I also only use Money Order. I never use my Bank for EbAy.


----------



## GoodwrenchIntim (Feb 22, 2005)

T-Jet Racer said:


> I filed a complaint with the Federal Trade Comission, Since they are forcing you to use paypal and they own it it is a monopoly. I suggest everyone file a complaint, if enough people complain the gov will look into it and if what they are doing is illegal they will stop it.

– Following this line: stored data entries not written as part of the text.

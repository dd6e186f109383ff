use crate::model::mcda::CriteriaWeights;
use serde::{Deserialize, Serialize};

#[derive(Clone, Serialize, Deserialize, Debug, Default)]
#[serde(default)]
pub struct McdaConfig {
    pub weights: CriteriaWeights,
}
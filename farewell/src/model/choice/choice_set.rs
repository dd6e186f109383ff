use super::ChoiceModelError;
use farewell_core::model::{SurveyRecord, TransportMode};
use itertools::Itertools;
use serde::{Deserialize, Serialize};
use std::collections::BTreeMap;

/// level-of-service attributes of one alternative as seen by one respondent
#[derive(Serialize, Deserialize, Debug, Clone, Copy, PartialEq)]
pub struct AlternativeAttributes {
    pub fare: f64,
    pub travel_time: f64,
    pub wait_time: f64,
    pub comfort: f64,
}

impl From<&SurveyRecord> for AlternativeAttributes {
    fn from(r: &SurveyRecord) -> Self {
        AlternativeAttributes {
            fare: r.fare,
            travel_time: r.travel_time,
            wait_time: r.wait_time,
            comfort: f64::from(r.comfort),
        }
    }
}

/// one respondent's choice situation over the analysed modes. `alternatives`
/// is ordered like the mode list it was built from.
#[derive(Debug, Clone)]
pub struct ChoiceObservation {
    pub chosen: usize,
    pub income_level: f64,
    pub alternatives: Vec<AlternativeAttributes>,
}

/// mean attributes of the respondents who chose each mode
pub fn mean_attributes(records: &[&SurveyRecord]) -> BTreeMap<TransportMode, AlternativeAttributes> {
    records
        .iter()
        .map(|r| (r.mode, AlternativeAttributes::from(*r)))
        .into_group_map()
        .into_iter()
        .map(|(mode, attrs)| {
            let n = attrs.len() as f64;
            let sum = attrs.iter().fold([0.0; 4], |acc, a| {
                [
                    acc[0] + a.fare,
                    acc[1] + a.travel_time,
                    acc[2] + a.wait_time,
                    acc[3] + a.comfort,
                ]
            });
            let mean = AlternativeAttributes {
                fare: sum[0] / n,
                travel_time: sum[1] / n,
                wait_time: sum[2] / n,
                comfort: sum[3] / n,
            };
            (mode, mean)
        })
        .collect()
}

/// builds choice observations from revealed choices. the chosen alternative
/// carries the respondent's own attributes; every other alternative is
/// imputed with the mean attributes of respondents in `records` who chose
/// it, or with `fallback` means when nobody in `records` chose it.
pub fn build_choice_set(
    records: &[&SurveyRecord],
    modes: &[TransportMode],
    fallback: &BTreeMap<TransportMode, AlternativeAttributes>,
) -> Result<Vec<ChoiceObservation>, ChoiceModelError> {
    let local = mean_attributes(records);
    let imputed = modes
        .iter()
        .map(|m| {
            local
                .get(m)
                .or_else(|| fallback.get(m))
                .copied()
                .ok_or_else(|| ChoiceModelError::UnobservedAlternative(m.to_string()))
        })
        .collect::<Result<Vec<_>, _>>()?;

    let observations = records
        .iter()
        .filter_map(|r| {
            let chosen = modes.iter().position(|m| *m == r.mode)?;
            let mut alternatives = imputed.clone();
            alternatives[chosen] = AlternativeAttributes::from(*r);
            Some(ChoiceObservation {
                chosen,
                income_level: r.income_group.centered_level(),
                alternatives,
            })
        })
        .collect_vec();
    Ok(observations)
}

#[cfg(test)]
mod tests {
    use super::*;
    use farewell_core::model::IncomeGroup;

    #[test]
    fn test_imputation_uses_group_then_fallback_means() {
        let records = vec![
            SurveyRecord::new("1", TransportMode::Bus, IncomeGroup::Low, 30.0, 40.0, 10.0, 3, 50.0),
            SurveyRecord::new("2", TransportMode::Bus, IncomeGroup::Low, 40.0, 50.0, 12.0, 2, 50.0),
            SurveyRecord::new("3", TransportMode::Leguna, IncomeGroup::Low, 20.0, 60.0, 8.0, 1, 50.0),
        ];
        let refs = records.iter().collect_vec();
        let mut fallback = BTreeMap::new();
        let mrt = AlternativeAttributes {
            fare: 100.0,
            travel_time: 20.0,
            wait_time: 4.0,
            comfort: 5.0,
        };
        fallback.insert(TransportMode::Mrt, mrt);
        let modes = [TransportMode::Bus, TransportMode::Mrt, TransportMode::Leguna];
        let obs = build_choice_set(&refs, &modes, &fallback).expect("choice set");
        assert_eq!(obs.len(), 3);
        assert_eq!(obs[0].chosen, 0);
        assert_eq!(obs[0].alternatives[0].fare, 30.0);
        assert_eq!(obs[0].alternatives[1], mrt);
        assert_eq!(obs[0].alternatives[2].fare, 20.0);
        // leguna chooser sees the mean bus trip
        assert_eq!(obs[2].alternatives[0].fare, 35.0);
        assert_eq!(obs[2].income_level, -1.0);
    }

    #[test]
    fn test_unobserved_alternative() {
        let records = vec![SurveyRecord::new(
            "1",
            TransportMode::Bus,
            IncomeGroup::Low,
            30.0,
            40.0,
            10.0,
            3,
            50.0,
        )];
        let refs = records.iter().collect_vec();
        let modes = [TransportMode::Bus, TransportMode::Mrt];
        let result = build_choice_set(&refs, &modes, &BTreeMap::new());
        assert!(matches!(result, Err(ChoiceModelError::UnobservedAlternative(_))));
    }
}
mod load_summary;
mod malformed_row_policy;
mod outlier_filter;
pub mod sample_generator;
mod survey_reader;

pub use load_summary::LoadSummary;
pub use malformed_row_policy::MalformedRowPolicy;
pub use outlier_filter::{tukey_fences, OutlierFilter};
pub use survey_reader::{read_survey, read_survey_from_reader, SurveyReaderOptions};
use thiserror::Error;

#[derive(Error, Debug, Clone, PartialEq)]
pub enum PolicyError {
    #[error("scenario '{scenario}' has {group} income subsidy rate {rate}, rates must lie in [0, 1]")]
    InvalidSubsidyRate {
        scenario: String,
        group: String,
        rate: f64,
    },
    #[error("policy scenario names must be unique, '{0}' appears more than once")]
    DuplicateScenario(String),
    #[error("induced demand elasticity {0} is not finite")]
    InvalidElasticity(f64),
}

I also did this today, EVERYONE that uses MO on ebay should do this


----------



## roadrner (Jul 21, 1999)

Haven't done much on epay except a buy here and there. I still have a credit on my selling side, wonder if they'll send me a refund since I don't sell there anymore.  rr


----------



## SwamperGene (Dec 1, 2003)

They are using PayPal as their transaction manager, much like other online businesses do. They could use another company like authorize.net or something, but I think it'd cost buyers and sellers more if it was outsourced. Convenient for them, sure it is. But hardly a monopoly. Last thing we need is another government witch hunt. :freak:

I don't have a PayPal account either, so like you guys I'm another potential buyer off the list. But....they already accounted for losing us long before this scheme was implemented, as we cash/check/MO buyers have shrunk to being a mere pimple on their backside compared to rest. Ironically, given it is their roots, online auctions are not even their top priority moving forward, they are going after big sellers and pushing BIN over auctions, hoping to establish more of an "Amazon-type" online retail format for businesses by the sounds of it.


----------



## TJETDRAGRACER (Jan 25, 2008)

*Hay ~SwamperGene*



SwamperGene said:


> They are using PayPal as their transaction manager, much like other online businesses do. They could use another company like authorize.net or something, but I think it'd cost buyers and sellers more if it was outsourced. Convenient for them, sure it is. But hardly a monopoly. Last thing we need is another government witch hunt. :freak:
> 
> I don't have a PayPal account either, so like you guys I'm another potential buyer off the list. But....they already accounted for losing us long before this scheme was implemented, as we cash/check/MO buyers have shrunk to being a mere pimple on their backside compared to rest. Ironically, given it is their roots, online auctions are not even their top priority moving forward, they are going after big sellers and pushing BIN over auctions, hoping to establish more of an "Amazon-type" online retail format for businesses by the sounds of it.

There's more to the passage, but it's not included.